Task description: For this exercise, please find the lines in the entries that include the word "Result" and copy them.

(Beginning of Supplied entries)

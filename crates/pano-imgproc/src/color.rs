use crate::parallel;
use pano_image::{Image, ImageError};

/// Define the RGB weights for the grayscale conversion.
const RW: f64 = 0.299;
const GW: f64 = 0.587;
const BW: f64 = 0.114;

/// Convert an RGB image to grayscale using the formula:
///
/// Y = 0.299 * R + 0.587 * G + 0.114 * B
///
/// # Arguments
///
/// * `src` - The input RGB image.
/// * `dst` - The output grayscale image.
///
/// Precondition: the input and output images must have the same size.
///
/// # Example
///
/// ```
/// use pano_image::{Image, ImageSize};
/// use pano_imgproc::color::gray_from_rgb;
///
/// let image = Image::<f32, 3>::new(
///     ImageSize {
///         width: 4,
///         height: 5,
///     },
///     vec![0f32; 4 * 5 * 3],
/// )
/// .unwrap();
///
/// let mut gray = Image::<f32, 1>::from_size_val(image.size(), 0.0).unwrap();
///
/// gray_from_rgb(&image, &mut gray).unwrap();
/// assert_eq!(gray.num_channels(), 1);
/// assert_eq!(gray.size().width, 4);
/// assert_eq!(gray.size().height, 5);
/// ```
pub fn gray_from_rgb<T>(src: &Image<T, 3>, dst: &mut Image<T, 1>) -> Result<(), ImageError>
where
    T: Send + Sync + num_traits::Float,
{
    if src.size() != dst.size() {
        return Err(ImageError::InvalidImageSize(
            src.cols(),
            src.rows(),
            dst.cols(),
            dst.rows(),
        ));
    }

    let rw = T::from(RW).ok_or(ImageError::CastError)?;
    let gw = T::from(GW).ok_or(ImageError::CastError)?;
    let bw = T::from(BW).ok_or(ImageError::CastError)?;

    // parallelize the grayscale conversion by rows
    parallel::par_iter_rows(src, dst, |src_pixel, dst_pixel| {
        let r = src_pixel[0];
        let g = src_pixel[1];
        let b = src_pixel[2];
        dst_pixel[0] = rw * r + gw * g + bw * b;
    });

    Ok(())
}

#[cfg(test)]
mod tests {
    use super::*;
    use approx::assert_relative_eq;
    use pano_image::ImageSize;

    #[test]
    fn gray_from_rgb_weights() -> Result<(), ImageError> {
        let image = Image::<f32, 3>::new(
            ImageSize {
                width: 2,
                height: 1,
            },
            vec![1.0, 0.0, 0.0, 0.5, 0.5, 0.5],
        )?;
        let mut gray = Image::<f32, 1>::from_size_val(image.size(), 0.0)?;
        gray_from_rgb(&image, &mut gray)?;

        assert_relative_eq!(gray.as_slice()[0], 0.299, epsilon = 1e-6);
        assert_relative_eq!(gray.as_slice()[1], 0.5, epsilon = 1e-6);
        Ok(())
    }

    #[test]
    fn gray_from_rgb_size_mismatch() -> Result<(), ImageError> {
        let image = Image::<f32, 3>::from_size_val([2, 2].into(), 0.0)?;
        let mut gray = Image::<f32, 1>::from_size_val([3, 2].into(), 0.0)?;
        assert!(gray_from_rgb(&image, &mut gray).is_err());
        Ok(())
    }
}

(End of Supplied entries)

Output:
pub fn gray_from_rgb<T>(src: &Image<T, 3>, dst: &mut Image<T, 1>) -> Result<(), ImageError>
    fn gray_from_rgb_weights() -> Result<(), ImageError> {
    fn gray_from_rgb_size_mismatch() -> Result<(), ImageError> {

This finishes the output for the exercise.